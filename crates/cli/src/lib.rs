//! `saftpt-validate`: runs the validation engine over a JSON-serialised
//! SAF-T (PT) document tree and prints what it found.

use std::fmt::Write as _;
use std::path::{Path, PathBuf};

use anyhow::Context;
use clap::Parser;

use saftpt_core::ErrorReport;
use saftpt_documents::AuditFile;
use saftpt_observability::LogFormat;
use saftpt_validation::{ValidationConfig, validate};

#[derive(Debug, Parser)]
#[command(name = "saftpt-validate", version, about = "Validate a SAF-T (PT) document tree")]
pub struct Args {
    /// Document tree serialised as JSON.
    pub file: PathBuf,

    /// PEM public key of the producing software (SPKI or PKCS#1).
    #[arg(long, value_name = "PEM")]
    pub public_key: Option<PathBuf>,

    /// TOML file with rule-group switches.
    #[arg(long, value_name = "TOML")]
    pub config: Option<PathBuf>,

    /// Skip hash-chain verification.
    #[arg(long)]
    pub no_sign: bool,

    /// Skip structural validation.
    #[arg(long)]
    pub no_schema: bool,

    /// Print the report as JSON.
    #[arg(long)]
    pub json: bool,

    #[arg(long, value_name = "FORMAT", default_value = "json")]
    pub log_format: LogFormat,
}

/// How a run ended, mapped to the process exit code.
#[derive(Debug, Clone, Copy, PartialEq, Eq)]
pub enum Outcome {
    Clean,
    Findings,
}

impl Outcome {
    pub fn exit_code(self) -> u8 {
        match self {
            Outcome::Clean => 0,
            Outcome::Findings => 1,
        }
    }
}

/// Exit code for errors that stop the run before any finding is produced.
pub const FATAL_EXIT_CODE: u8 = 2;

pub fn load_config(path: Option<&Path>) -> anyhow::Result<ValidationConfig> {
    let Some(path) = path else {
        return Ok(ValidationConfig::default());
    };
    let text = std::fs::read_to_string(path)
        .with_context(|| format!("reading config {}", path.display()))?;
    ValidationConfig::from_toml_str(&text)
        .with_context(|| format!("parsing config {}", path.display()))
}

pub fn load_audit_file(path: &Path) -> anyhow::Result<AuditFile> {
    let text =
        std::fs::read_to_string(path).with_context(|| format!("reading {}", path.display()))?;
    serde_json::from_str(&text).with_context(|| format!("parsing {}", path.display()))
}

/// Load everything, validate and write the report to `out`.
pub fn run(args: &Args, out: &mut impl std::io::Write) -> anyhow::Result<Outcome> {
    let mut config = load_config(args.config.as_deref())?;
    if args.no_sign {
        config = config.with_sign_validation(false);
    }
    if args.no_schema {
        config = config.with_schema_validate(false);
    }
    let audit = load_audit_file(&args.file)?;

    tracing::info!(file = %args.file.display(), "validating");
    let clean = validate(&audit, args.public_key.as_deref(), &config)?;

    let report = audit.error_register().report();
    let rendered = if args.json {
        serde_json::to_string_pretty(&report).context("serialising report")?
    } else {
        render(&report)
    };
    writeln!(out, "{rendered}").context("writing report")?;

    Ok(if clean { Outcome::Clean } else { Outcome::Findings })
}

/// Plain-text report, one section per non-empty category.
pub fn render(report: &ErrorReport) -> String {
    let mut out = String::new();
    let sections: [(&str, Vec<String>); 5] = [
        ("value errors", report.on_set_value.clone()),
        ("xml node errors", report.on_create_xml_node.clone()),
        ("schema errors", report.lib_xml.clone()),
        (
            "validation errors",
            report
                .validation
                .iter()
                .map(|e| format!("[{}] {}", e.code, e.message))
                .collect(),
        ),
        ("warnings", report.warnings.clone()),
    ];
    for (title, items) in sections.iter().filter(|(_, items)| !items.is_empty()) {
        let _ = writeln!(out, "{title} ({}):", items.len());
        for item in items {
            let _ = writeln!(out, "  {item}");
        }
    }
    if out.is_empty() {
        out.push_str("no findings\n");
    }
    out.trim_end().to_string()
}
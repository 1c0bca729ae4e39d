//! Closed SAF-T (PT) code sets.
//!
//! Each set is parsed once when the tree is built; the rule engine matches on
//! variants instead of comparing strings.

use core::str::FromStr;
use serde::{Deserialize, Serialize};

use crate::error::DomainError;

macro_rules! code_enum {
    (
        $(#[$meta:meta])*
        $t:ident, $kind:literal {
            $( $(#[$vmeta:meta])* $variant:ident => $code:literal ),+ $(,)?
        }
    ) => {
        $(#[$meta])*
        #[derive(Debug, Copy, Clone, PartialEq, Eq, Hash, PartialOrd, Ord, Serialize, Deserialize)]
        pub enum $t {
            $(
                $(#[$vmeta])*
                #[serde(rename = $code)]
                $variant,
            )+
        }

        impl $t {
            pub const ALL: &'static [$t] = &[$($t::$variant),+];

            pub fn code(self) -> &'static str {
                match self {
                    $($t::$variant => $code,)+
                }
            }
        }

        impl core::fmt::Display for $t {
            fn fmt(&self, f: &mut core::fmt::Formatter<'_>) -> core::fmt::Result {
                f.write_str(self.code())
            }
        }

        impl FromStr for $t {
            type Err = DomainError;

            fn from_str(s: &str) -> Result<Self, Self::Err> {
                match s {
                    $($code => Ok($t::$variant),)+
                    other => Err(DomainError::unknown_code($kind, other)),
                }
            }
        }
    };
}

code_enum! {
    /// Sales invoice document types.
    InvoiceType, "invoice type" {
        Invoice => "FT",
        SimplifiedInvoice => "FS",
        InvoiceReceipt => "FR",
        DebitNote => "ND",
        CreditNote => "NC",
    }
}

code_enum! {
    /// Stock movement (transport) document types.
    MovementType, "movement type" {
        DeliveryNote => "GR",
        TransportGuide => "GT",
        FixedAssetsGuide => "GA",
        ConsignmentNote => "GC",
        ReturnNote => "GD",
    }
}

code_enum! {
    /// Working (conference) document types.
    WorkType, "work type" {
        TableConsultation => "CM",
        ConsignmentCredit => "CC",
        ConsignmentInvoice => "FC",
        WorkSheet => "FO",
        PurchaseOrder => "NE",
        Other => "OU",
        Budget => "OR",
        ProForma => "PF",
        IssuedDocument => "DC",
        PremiumReceipt => "RP",
        ChargebackPremium => "RE",
        CoInsurerImputation => "CS",
        LeadCoInsurerImputation => "LD",
        AcceptedReinsurance => "RA",
    }
}

code_enum! {
    /// Receipt types.
    PaymentType, "payment type" {
        /// Receipt issued under the VAT cash regime.
        CashVatReceipt => "RC",
        Receipt => "RG",
    }
}

code_enum! {
    TaxType, "tax type" {
        Iva => "IVA",
        StampDuty => "IS",
        NotSubject => "NS",
    }
}

code_enum! {
    InvoiceStatus, "invoice status" {
        Normal => "N",
        SelfBilled => "S",
        Cancelled => "A",
        Summary => "R",
        Billed => "F",
    }
}

code_enum! {
    MovementStatus, "movement status" {
        Normal => "N",
        ThirdPartyBilled => "T",
        Cancelled => "A",
        Billed => "F",
        Summary => "R",
    }
}

code_enum! {
    WorkStatus, "work status" {
        Normal => "N",
        Cancelled => "A",
        Billed => "F",
    }
}

code_enum! {
    PaymentStatus, "payment status" {
        Normal => "N",
        Cancelled => "A",
    }
}

code_enum! {
    /// Origin of a document: produced here, integrated, or recovered/manual.
    SourceBilling, "source billing" {
        Produced => "P",
        Integrated => "I",
        Manual => "M",
    }
}

code_enum! {
    PaymentMechanism, "payment mechanism" {
        CreditCard => "CC",
        DebitCard => "CD",
        Cheque => "CH",
        InternationalCredit => "CI",
        GiftCheque => "CO",
        Compensation => "CS",
        ElectronicMoney => "DE",
        LetterOfExchange => "LC",
        AtmReference => "MB",
        Cash => "NU",
        Other => "OU",
        Barter => "PR",
        BankTransfer => "TB",
        Voucher => "TR",
    }
}

impl InvoiceType {
    /// Credit notes carry debit lines; everything else carries credit lines.
    pub fn expects_debit_lines(self) -> bool {
        matches!(self, InvoiceType::CreditNote)
    }
}

impl MovementType {
    /// Documents that travel with goods and need full addresses and timing.
    pub fn is_transport(self) -> bool {
        matches!(self, MovementType::DeliveryNote | MovementType::TransportGuide)
    }
}

/// Status codes shared by the four document tables.
pub trait StatusCode: Copy + core::fmt::Display {
    fn is_cancelled(self) -> bool;

    /// Cancelled and billed documents do not count towards table totals.
    fn excluded_from_totals(self) -> bool;
}

impl StatusCode for InvoiceStatus {
    fn is_cancelled(self) -> bool {
        self == InvoiceStatus::Cancelled
    }

    fn excluded_from_totals(self) -> bool {
        matches!(self, InvoiceStatus::Cancelled | InvoiceStatus::Billed)
    }
}

impl StatusCode for MovementStatus {
    fn is_cancelled(self) -> bool {
        self == MovementStatus::Cancelled
    }

    fn excluded_from_totals(self) -> bool {
        matches!(self, MovementStatus::Cancelled | MovementStatus::Billed)
    }
}

impl StatusCode for WorkStatus {
    fn is_cancelled(self) -> bool {
        self == WorkStatus::Cancelled
    }

    fn excluded_from_totals(self) -> bool {
        matches!(self, WorkStatus::Cancelled | WorkStatus::Billed)
    }
}

impl StatusCode for PaymentStatus {
    fn is_cancelled(self) -> bool {
        self == PaymentStatus::Cancelled
    }

    fn excluded_from_totals(self) -> bool {
        self == PaymentStatus::Cancelled
    }
}

#[cfg(test)]
mod tests {
    use super::*;

    #[test]
    fn codes_round_trip_through_text() {
        for t in WorkType::ALL {
            assert_eq!(t.code().parse::<WorkType>().unwrap(), *t);
        }
        for m in PaymentMechanism::ALL {
            assert_eq!(m.to_string().parse::<PaymentMechanism>().unwrap(), *m);
        }
    }

    #[test]
    fn unknown_code_is_rejected() {
        let err = "XX".parse::<InvoiceType>().unwrap_err();
        assert_eq!(err, DomainError::unknown_code("invoice type", "XX"));
    }

    #[test]
    fn serde_uses_wire_codes() {
        let json = serde_json::to_string(&TaxType::Iva).unwrap();
        assert_eq!(json, "\"IVA\"");
        let back: InvoiceStatus = serde_json::from_str("\"F\"").unwrap();
        assert_eq!(back, InvoiceStatus::Billed);
        assert!(back.excluded_from_totals());
        assert!(!back.is_cancelled());
    }
}
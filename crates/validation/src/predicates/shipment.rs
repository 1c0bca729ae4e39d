//! Timing and addresses of documents that travel with goods.

use saftpt_documents::{ShippingPoint, SourceDocument};

use super::RuleContext;
use crate::rules::Rule;

pub fn check_document<D: SourceDocument>(ctx: &RuleContext<'_>, doc: &D) {
    if !doc.is_transport_document() {
        return;
    }
    let number = doc.document_number();

    match doc.movement_start_time() {
        None => ctx.report(Rule::MovementStartMissing, number, &[&number]),
        Some(start) => {
            if let Some(date) = doc.date().get() {
                if start.date() < date {
                    ctx.report(Rule::MovementStartBeforeDate, number, &[&number, &start, &date]);
                }
            }
            if let Some(entry) = doc.system_entry_date().get() {
                if start < entry {
                    ctx.report(Rule::MovementStartBeforeEntry, number, &[&number, &start, &entry]);
                }
            }
            if let Some(end) = doc.movement_end_time() {
                if end < start {
                    ctx.report(Rule::MovementEndBeforeStart, number, &[&number, &end, &start]);
                }
            }
        }
    }

    check_point(ctx, number, "ShipFrom", doc.ship_from());
    check_point(ctx, number, "ShipTo", doc.ship_to());
}

fn check_point(ctx: &RuleContext<'_>, number: &str, name: &str, point: Option<&ShippingPoint>) {
    let Some(address) = point.and_then(|p| p.address.as_ref()) else {
        ctx.report(Rule::ShippingAddressIncomplete, number, &[&number, &name, &"Address"]);
        return;
    };
    let blank = |v: &Option<String>| v.as_deref().is_none_or(|s| s.trim().is_empty());
    if blank(&address.city) {
        ctx.report(Rule::ShippingAddressIncomplete, number, &[&number, &name, &"City"]);
    }
    if blank(&address.country) {
        ctx.report(Rule::ShippingAddressIncomplete, number, &[&number, &name, &"Country"]);
    }
}
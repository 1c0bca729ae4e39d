//! Domain error model.

use thiserror::Error;

/// Result type used across the domain layer.
pub type DomainResult<T> = Result<T, DomainError>;

/// Domain-level error.
///
/// Raised when a raw wire value cannot be turned into its typed form. These
/// never abort a validation pass; the engine turns them into findings.
#[derive(Debug, Error, Clone, PartialEq, Eq)]
pub enum DomainError {
    /// A document number did not match `TYPE SERIES/NUMBER`.
    #[error("invalid document number: {0:?}")]
    InvalidDocumentNumber(String),

    /// A document number fits the grammar but its sequence exceeds `u64`.
    #[error("document number out of range: {0:?}")]
    DocumentNumberOutOfRange(String),

    /// A code was not a member of its closed set (e.g. an unknown tax type).
    #[error("unknown {kind} code: {value:?}")]
    UnknownCode { kind: &'static str, value: String },
}

impl DomainError {
    pub fn invalid_document_number(raw: impl Into<String>) -> Self {
        Self::InvalidDocumentNumber(raw.into())
    }

    pub fn document_number_out_of_range(raw: impl Into<String>) -> Self {
        Self::DocumentNumberOutOfRange(raw.into())
    }

    pub fn unknown_code(kind: &'static str, value: impl Into<String>) -> Self {
        Self::UnknownCode {
            kind,
            value: value.into(),
        }
    }
}
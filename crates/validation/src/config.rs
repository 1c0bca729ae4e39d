//! Which rule groups a validation pass runs.
//!
//! A plain value: every switch is independent, and a switch missing from a
//! config file keeps its historical default (everything on).

use serde::{Deserialize, Serialize};

use crate::rules::RuleGroup;

fn enabled() -> bool {
    true
}

#[derive(Debug, Clone, Copy, PartialEq, Eq, Serialize, Deserialize)]
pub struct ValidationConfig {
    /// Structural (XSD) validation through the attached schema validator.
    #[serde(default = "enabled")]
    pub schema_validate: bool,

    /// Hash-chain verification. Off also lifts the public-key requirement.
    #[serde(default = "enabled")]
    pub sign_validation: bool,

    /// Document/line numbering: unparsable, duplicate and missing numbers.
    #[serde(default = "enabled")]
    pub numbering: bool,

    /// Line, document and table totals.
    #[serde(default = "enabled")]
    pub totals: bool,

    /// Table columns that must stay zero.
    #[serde(default = "enabled")]
    pub zero_column: bool,

    /// Date ordering inside a series, file period, status dates.
    #[serde(default = "enabled")]
    pub temporal: bool,

    #[serde(default = "enabled")]
    pub tax: bool,

    #[serde(default = "enabled")]
    pub debit_credit: bool,

    /// Customers, suppliers, products and document references.
    #[serde(default = "enabled")]
    pub references: bool,

    #[serde(default = "enabled")]
    pub shipment: bool,

    #[serde(default = "enabled")]
    pub payments: bool,
}

impl Default for ValidationConfig {
    fn default() -> Self {
        Self {
            schema_validate: true,
            sign_validation: true,
            numbering: true,
            totals: true,
            zero_column: true,
            temporal: true,
            tax: true,
            debit_credit: true,
            references: true,
            shipment: true,
            payments: true,
        }
    }
}

impl ValidationConfig {
    pub fn from_toml_str(s: &str) -> Result<Self, toml::de::Error> {
        toml::from_str(s)
    }

    pub fn with_sign_validation(mut self, on: bool) -> Self {
        self.sign_validation = on;
        self
    }

    pub fn with_schema_validate(mut self, on: bool) -> Self {
        self.schema_validate = on;
        self
    }

    /// Turn one rule group on or off.
    pub fn with_group(mut self, group: RuleGroup, on: bool) -> Self {
        match group {
            RuleGroup::Fields => {}
            RuleGroup::Signature => self.sign_validation = on,
            RuleGroup::Numbering => self.numbering = on,
            RuleGroup::Totals => self.totals = on,
            RuleGroup::ZeroColumn => self.zero_column = on,
            RuleGroup::Temporal => self.temporal = on,
            RuleGroup::Tax => self.tax = on,
            RuleGroup::DebitCredit => self.debit_credit = on,
            RuleGroup::References => self.references = on,
            RuleGroup::Shipment => self.shipment = on,
            RuleGroup::Payments => self.payments = on,
        }
        self
    }

    pub fn is_enabled(&self, group: RuleGroup) -> bool {
        match group {
            RuleGroup::Fields => true,
            RuleGroup::Signature => self.sign_validation,
            RuleGroup::Numbering => self.numbering,
            RuleGroup::Totals => self.totals,
            RuleGroup::ZeroColumn => self.zero_column,
            RuleGroup::Temporal => self.temporal,
            RuleGroup::Tax => self.tax,
            RuleGroup::DebitCredit => self.debit_credit,
            RuleGroup::References => self.references,
            RuleGroup::Shipment => self.shipment,
            RuleGroup::Payments => self.payments,
        }
    }
}
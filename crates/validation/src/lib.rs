//! Validation and signature-chain integrity engine for SAF-T (PT) files.
//!
//! Given a populated [`AuditFile`](saftpt_documents::AuditFile) the engine
//! indexes each table by series, re-derives line/document/table totals,
//! verifies the per-series RSA hash chain and runs the business-rule battery.
//! Every finding goes to the file's shared register; only configuration
//! problems abort a run.

pub mod chain;
pub mod config;
pub mod error;
pub mod indexer;
pub mod predicates;
pub mod reporter;
pub mod rules;
pub mod schema;
pub mod totals;
pub mod validator;

pub use chain::{PublicKey, SignatureChainVerifier, canonical_message};
pub use config::ValidationConfig;
pub use error::FatalError;
pub use indexer::DocumentIndex;
pub use reporter::Reporter;
pub use rules::{BuiltinCatalog, MessageCatalog, Rule, RuleGroup, Severity, format_message};
pub use schema::SchemaValidator;
pub use totals::TotalsReconciler;
pub use validator::{BusinessRuleValidator, validate, validate_with_key};
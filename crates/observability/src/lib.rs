//! Process-wide tracing setup shared by the binaries.

/// Tracing configuration (filters, layers).
pub mod tracing;

pub use self::tracing::{LogFormat, init};
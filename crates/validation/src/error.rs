use std::path::PathBuf;

use thiserror::Error;

/// Configuration errors that abort a validation pass.
///
/// Data problems are never fatal; they are collected in the register.
#[derive(Debug, Error)]
pub enum FatalError {
    #[error("signature validation was requested but no public key was supplied")]
    MissingPublicKey,

    #[error("cannot read public key {path}: {source}")]
    PublicKeyUnreadable {
        path: PathBuf,
        #[source]
        source: std::io::Error,
    },

    #[error("invalid public key {origin}: {reason}")]
    InvalidPublicKey { origin: String, reason: String },
}
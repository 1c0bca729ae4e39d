//! Payment composition of receipts and invoice-receipts.

use saftpt_core::{approx_eq, checked_sum, format_money};
use saftpt_documents::SourceDocument;

use super::RuleContext;
use crate::rules::Rule;

pub fn check_document<D: SourceDocument>(ctx: &RuleContext<'_>, doc: &D) {
    let number = doc.document_number();
    let methods = doc.payment_methods();

    if methods.is_empty() && doc.requires_payment_methods() {
        ctx.report(Rule::PaymentMethodsMissing, number, &[&number]);
    }

    let Some(gross) = doc.totals().gross_total.get() else {
        return;
    };
    let withholding = checked_sum(doc.withholding_tax().iter().map(|w| w.withholding_tax_amount));
    let Some(withholding) = withholding else {
        ctx.report(Rule::AmountOverflow, number, &[&number, &"WithholdingTaxAmount"]);
        return;
    };

    if withholding > gross {
        ctx.report(Rule::WithholdingExceedsGross, number, &[&number, &withholding, &gross]);
    }

    if !methods.is_empty() {
        let paid = checked_sum(methods.iter().map(|m| m.payment_amount));
        let net = paid.and_then(|p| p.checked_sub(withholding));
        let (Some(paid), Some(net)) = (paid, net) else {
            ctx.report(Rule::AmountOverflow, number, &[&number, &"PaymentAmount"]);
            return;
        };
        if !approx_eq(net, gross) {
            ctx.report(
                Rule::PaymentSumMismatch,
                number,
                &[&number, &format_money(paid), &format_money(withholding), &gross],
            );
        }
    }
}
//! Date ordering inside a series, the file period and status dates.

use saftpt_core::StatusCode;
use saftpt_documents::SourceDocument;

use super::RuleContext;
use crate::rules::Rule;

pub fn check_header(ctx: &RuleContext<'_>) {
    let header = ctx.header;
    if header.start_date > header.end_date {
        ctx.reporter
            .report(Rule::HeaderPeriodInverted, None, &[&header.start_date, &header.end_date]);
    }
}

/// `Date` and `SystemEntryDate` never go backwards along a series given in
/// ascending number order. Documents without a usable value are skipped and
/// do not move the comparison point.
pub fn check_series<D: SourceDocument>(ctx: &RuleContext<'_>, docs: &[&D]) {
    let mut last_date = None;
    let mut last_entry = None;

    for &doc in docs {
        let number = doc.document_number();

        if let Some(date) = doc.date().get() {
            if let Some((prev, prev_doc)) = last_date {
                if date < prev {
                    ctx.report(Rule::DateOrder, number, &[&number, &date, &prev, &prev_doc]);
                }
            }
            last_date = Some((date, number));
        }

        if let Some(entry) = doc.system_entry_date().get() {
            if let Some((prev, prev_doc)) = last_entry {
                if entry < prev {
                    ctx.report(
                        Rule::SystemEntryDateOrder,
                        number,
                        &[&number, &entry, &prev, &prev_doc],
                    );
                }
            }
            last_entry = Some((entry, number));
        }
    }
}

pub fn check_document<D: SourceDocument>(ctx: &RuleContext<'_>, doc: &D) {
    let number = doc.document_number();
    let header = ctx.header;

    if let Some(date) = doc.date().get() {
        if !header.covers(date) {
            ctx.report(
                Rule::DateOutsidePeriod,
                number,
                &[&number, &date, &header.start_date, &header.end_date],
            );
        }
    }

    let status = doc.status();
    let has_reason = status.reason.as_deref().is_some_and(|r| !r.trim().is_empty());
    if status.status.is_cancelled() && !has_reason {
        ctx.report(Rule::CancelledWithoutReason, number, &[&number, &status.status_date]);
    }
}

> [What this task involves]
Up to and including the line that contains "use saftpt_observability::LogFormat;", output the records above exactly, beginning with their first line.

> [Your response]
filename crates/cli/src/lib.rs
//! `saftpt-validate`: runs the validation engine over a JSON-serialised
//! SAF-T (PT) document tree and prints what it found.

use std::fmt::Write as _;
use std::path::{Path, PathBuf};

use anyhow::Context;
use clap::Parser;

use saftpt_core::ErrorReport;
use saftpt_documents::AuditFile;
use saftpt_observability::LogFormat;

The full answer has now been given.